Tested configurations:

- Linux x86-64:
-- Ubuntu 20.04, Ubuntu 18.04
-- gcc 7.4.0, gcc 9.3.0
-- OpenMPI 4.0.x
-- CUDA 11.0, 11.2
- Windows 10 x86-64:
-- MS Visual Studio 2019 (msvc 19.28)
-- MS MPI v10.1.2
-- CUDA 11.0

Note that while AMGX has support for building in Windows, testing on Windows is very limited.
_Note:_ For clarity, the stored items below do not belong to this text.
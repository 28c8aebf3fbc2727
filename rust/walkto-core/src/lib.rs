//! Tile geometry, collision, object footprints and bounded route search.
//!
//! Everything here is synchronous and free of world state; the service crate
//! owns entities, ticks and interactions.

pub mod geometry;
pub mod collision;
pub mod object;
pub mod footprint;
pub mod options;
pub mod pathfinder;
pub mod db;

pub use collision::{CollisionMap, GridCollision, SharedCollision, TraversalType};
pub use footprint::ObjectFootprint;
pub use geometry::{Direction, Tile};
pub use object::{ObjectDef, ObjectDefinitions, ObjectInstance, ObjectType, StaticDefinitions};
pub use options::{DirectionOrder, SearchOptions};
pub use pathfinder::{BfsPathfinder, PathRequest, Route};

pub fn version() -> &'static str { env!("CARGO_PKG_VERSION") }

/// Resolves the object's footprint against `collision` and routes a mover of
/// `source_size` from `start` to the nearest tile that can interact with it,
/// searching on the mover's `traversal` layer.
pub fn route_to_object<C: CollisionMap + ?Sized>(
    collision: &C,
    options: &SearchOptions,
    start: Tile,
    source_size: (i32, i32),
    traversal: TraversalType,
    object: &ObjectInstance,
    def: &ObjectDef,
) -> (ObjectFootprint, Route) {
    let footprint = ObjectFootprint::resolve(object, def, collision);
    let (width, length) = footprint.size();
    let request = PathRequest::new(start, object.tile)
        .with_source_size(source_size.0, source_size.1)
        .with_target_size(width, length)
        .with_traversal(traversal);
    let route = BfsPathfinder::new(collision, options).find_route(&request, |t| footprint.accepts(t));
    (footprint, route)
}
===============================================================

v2.2.0 - 2021-04-06

---------------------------------------------------------------

- Fixing GPU Direct support (now correct results and better perf)
- Fixing latency hiding (general perf and couple bugfixes in some specific cases)
- Tunings for Volta for agg and classical setup phase
- Gauss-siedel perf improvements on Volta+
- Ampere support
- Minor bugfixes and enhancements including reported/requested by community

Tested configurations:
- Linux x86-64:
-- Ubuntu 20.04, Ubuntu 18.04
-- gcc 7.4.0, gcc 9.3.0
-- OpenMPI 4.0.x
-- CUDA 10.2, 11.0, 11.2
- Windows 10 x86-64:
-- MS Visual Studio 2019 (msvc 19.28)
-- MS MPI v10.1.2
-- CUDA 10.2, 11.0


===============================================================

v2.1.0 - 2020-03-20

---------------------------------------------------------------

- Added new API that allows user to provide distributed matrix partitioning information in a new way - offset to the partition's first row in a matrix. Works only if partitions own continuous rows in matrix. 
- Added example case for this new API (see examples/amgx_mpi_capi_cla.c)
- Distributed code improvements

===============================================================

v2.0.0 - 2017.10.17

---------------------------------------------------------------

Initial open source release